Кармен Д’Авино
Кармен Д’Авино (1918–2004) — фотограф, живописец, скульптор, экспериментатор, «художник анимационного кино». Подросток, в начале тридцатых продавший ружьё и купивший на вырученные деньги кинокамеру Kodak; фронтовой оператор, после войны изменивший документалистике с сюрреализмом, а живописи — с новым видом киноанимации, которую сам изобрёл. Продолжатель дела Эмиля Коля и Викинга Эггелинга, открывший собственный гибрид живописи и кинематографии. Обладатель многих наград; знаменитость, о которой к настоящему моменту (июнь 2020 года) на русском почти ничего не написано, а основные ссылки по запросу «Кармен Авино» ведут в магазины, торгующие сухим совиньоном. В качестве русскоязычного аналога Д’Авино можно было бы назвать Евгения Голубенко — художника, мужа и соавтора Киры Муратовой, и поныне создающего искусство из любых подручных материалов и украшающего им (картинами, инсталляциями, объектами и так далее) жилые и нежилые пространства.

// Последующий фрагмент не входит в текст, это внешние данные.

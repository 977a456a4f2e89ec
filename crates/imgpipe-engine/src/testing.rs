//! In-crate fakes for the five external collaborator traits, shared by
//! this crate's own unit tests and by `tests/` integration tests (gated
//! behind the `test-util` feature, so test doubles can be shared across
//! test binaries without shipping them in the default build).

use std::sync::atomic::{AtomicBool, AtomicUsize, Ordering};
use std::sync::Arc;
use std::time::Duration;

use bytes::Bytes;
use imgpipe_core::CacheKey;
use parking_lot::Mutex;

use crate::request::Request;
use crate::traits::{DataLoader, Decoder, DecoderRegistry, FetchEvents, FetchHandle, ImageCache, Processor};
use crate::types::{DataBuffer, DecodedFrame, DecodingContext, FetchResponse, Image};

/// A scripted [`DataLoader`] that delivers a fixed sequence of chunks,
/// pacing itself with short real sleeps so tests can race cancellation
/// against in-flight delivery.
pub struct FakeLoader {
    chunks: Vec<Bytes>,
    expected_content_length: Option<u64>,
    result: Result<(), String>,
    step_delay: Duration,
    call_count: Arc<AtomicUsize>,
    cancel_count: Arc<AtomicUsize>,
}

impl FakeLoader {
    /// A loader that delivers `chunks` (pacing `step_delay` between each,
    /// and once more before completing) and then reports `result`.
    pub fn new(chunks: Vec<Bytes>, expected_content_length: Option<u64>, result: Result<(), String>) -> Self {
        Self {
            chunks,
            expected_content_length,
            result,
            step_delay: Duration::from_millis(15),
            call_count: Arc::new(AtomicUsize::new(0)),
            cancel_count: Arc::new(AtomicUsize::new(0)),
        }
    }

    /// Convenience: a single successful chunk, content length known.
    pub fn single_success(data: impl Into<Bytes>) -> Self {
        let bytes = data.into();
        let len = bytes.len() as u64;
        Self::new(vec![bytes], Some(len), Ok(()))
    }

    /// Convenience: completes successfully having delivered zero bytes.
    pub fn zero_bytes() -> Self {
        Self::new(Vec::new(), Some(0), Ok(()))
    }

    /// Convenience: the underlying load fails outright.
    pub fn failing(message: impl Into<String>) -> Self {
        Self::new(Vec::new(), None, Err(message.into()))
    }

    /// Override the pacing delay (default 15ms).
    #[must_use]
    pub fn with_step_delay(mut self, delay: Duration) -> Self {
        self.step_delay = delay;
        self
    }

    /// How many times [`DataLoader::load`] has been called.
    pub fn call_count(&self) -> usize {
        self.call_count.load(Ordering::SeqCst)
    }

    /// How many times a handle this loader issued has been cancelled.
    pub fn cancel_count(&self) -> usize {
        self.cancel_count.load(Ordering::SeqCst)
    }
}

struct FakeFetchHandle {
    cancel_count: Arc<AtomicUsize>,
    cancelled: Arc<AtomicBool>,
}

impl FetchHandle for FakeFetchHandle {
    fn cancel(&self) {
        if !self.cancelled.swap(true, Ordering::SeqCst) {
            self.cancel_count.fetch_add(1, Ordering::SeqCst);
        }
    }
}

impl DataLoader for FakeLoader {
    fn load(&self, _request: &Request, events: FetchEvents) -> Box<dyn FetchHandle> {
        self.call_count.fetch_add(1, Ordering::SeqCst);
        let cancelled = Arc::new(AtomicBool::new(false));
        let handle = FakeFetchHandle {
            cancel_count: Arc::clone(&self.cancel_count),
            cancelled: Arc::clone(&cancelled),
        };

        let chunks = self.chunks.clone();
        let expected_content_length = self.expected_content_length;
        let result = self.result.clone();
        let step_delay = self.step_delay;

        tokio::spawn(async move {
            for chunk in chunks {
                if cancelled.load(Ordering::SeqCst) {
                    return;
                }
                (events.on_chunk)(
                    chunk,
                    FetchResponse {
                        expected_content_length,
                    },
                );
                tokio::time::sleep(step_delay).await;
            }
            if cancelled.load(Ordering::SeqCst) {
                return;
            }
            (events.on_complete)(result.err());
        });

        Box::new(handle)
    }
}

/// A decoder registry that always returns [`FakeDecoder`].
pub struct FakeDecoderRegistry {
    /// Whether the registry should pretend it can't find a decoder.
    pub refuse: bool,
}

impl Default for FakeDecoderRegistry {
    fn default() -> Self {
        Self { refuse: false }
    }
}

impl DecoderRegistry for FakeDecoderRegistry {
    fn select(&self, _context: &DecodingContext) -> Option<Box<dyn Decoder>> {
        if self.refuse {
            None
        } else {
            Some(Box::new(FakeDecoder { scan: 0 }))
        }
    }
}

/// A decoder that treats any non-empty buffer as a decodable image,
/// emitting a fresh `Image` (and incrementing scan number) each call.
pub struct FakeDecoder {
    scan: u32,
}

impl Decoder for FakeDecoder {
    fn decode(&mut self, buffer: &DataBuffer, is_final: bool) -> Option<DecodedFrame> {
        if buffer.is_empty() {
            return None;
        }
        if !is_final && !buffer.is_progressive() {
            return None;
        }
        self.scan += 1;
        Some(DecodedFrame {
            image: Image::new(buffer.as_slice().to_vec()),
            scan_number: Some(self.scan),
        })
    }
}

/// A processor that wraps the input image's bytes with a marker, proving
/// identity differs between the processed output and its input.
pub struct FakeProcessor {
    identity: String,
    refuse: bool,
}

impl FakeProcessor {
    /// A processor with the given cache identity that always succeeds.
    pub fn new(identity: impl Into<String>) -> Self {
        Self {
            identity: identity.into(),
            refuse: false,
        }
    }

    /// A processor that always reports failure.
    pub fn failing(identity: impl Into<String>) -> Self {
        Self {
            identity: identity.into(),
            refuse: true,
        }
    }
}

impl Processor for FakeProcessor {
    fn cache_identity(&self) -> &str {
        &self.identity
    }

    fn process(&self, image: &Image) -> Option<Image> {
        if self.refuse {
            return None;
        }
        let bytes = image.downcast_ref::<Vec<u8>>()?.clone();
        Some(Image::new(bytes))
    }
}

/// A trivial thread-safe in-memory cache.
pub struct FakeCache {
    entries: Mutex<std::collections::HashMap<CacheKey, Image>>,
}

impl FakeCache {
    /// An empty cache.
    pub fn new() -> Self {
        Self {
            entries: Mutex::new(std::collections::HashMap::new()),
        }
    }
}

impl Default for FakeCache {
    fn default() -> Self {
        Self::new()
    }
}

impl ImageCache for FakeCache {
    fn get(&self, key: &CacheKey) -> Option<Image> {
        self.entries.lock().get(key).cloned()
    }

    fn set(&self, key: CacheKey, image: Image) {
        self.entries.lock().insert(key, image);
    }
}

Кармен Д’Авино родился в Коннектикуте, переехал в Нью-Йорк, где учился у знаменитого скульптора Роберта Брэкмена, во время Второй мировой в качестве армейского фотографа 4-й пехотной дивизии снимал вторжение в Нормандию и освобождение Парижа. После войны остался в освобождённом городе (использовав специальный принятый в Штатах закон о праве военнослужащих продолжать образование за границей). Слушал лекции в Национальной высшей школе изящных искусств, был потрясён европейским кино, в особенности «Ван Гогом» Алена Рене. В начале 50-х снял два дока: «Вернисаж» (1950) об американских художниках во Франции и «Финляндию» (1951) о лесном хозяйстве, официально оба не были закончены, но в настоящее время как минимум один из них («Вернисаж») благополучно продаётся на DVD. Изучил Европу, катаясь автостопом; женился и благодаря жене, получившей работу при уполномоченном после, провёл полтора года в Индии, где познакомился с Картье-Брессоном и случайно — с Жаном Ренуаром. Когда деньги кончились, вернулся в США и пошёл работать.
Спустя три года сделает (слово «снимет» здесь не подходит) свой первый андеграундный (по форме, содержанию, эстетике, экономике) фильм «Patterns for a Sunday Afternoon» (1954) — анимацию в виде движущейся живописи, странную помесь европейского модерна и индийских мотивов. Пребывая в восторге от самой возможности оживить собственные картины, добавив в них время и движение (а значит, и ритм), создаёт «Theme and Transition» (1956) и «Big O» (1958). В «Ткачах» (1958) с целью добиться слияния цвета и чувства глубины каждый кадр снимал отдельным объективом. В эти годы формируется стиль Д’Авино — узнаваемый и в каком-то смысле неизменный: предметный мир оживает благодаря живописному колориту, в котором можно увидеть влияние индийской декоративной культуры. Важный этап — «Room» (1958–59), считающийся «первым экологическим фильмом»: здесь Д’Авино смешивает живопись и натуру, сняв свою студию, но видоизменив её в салон, где регулярно происходят «хэппенинги и трипы», в результате комната преображается, ощетинившись узорами, покрывающими все поверхности.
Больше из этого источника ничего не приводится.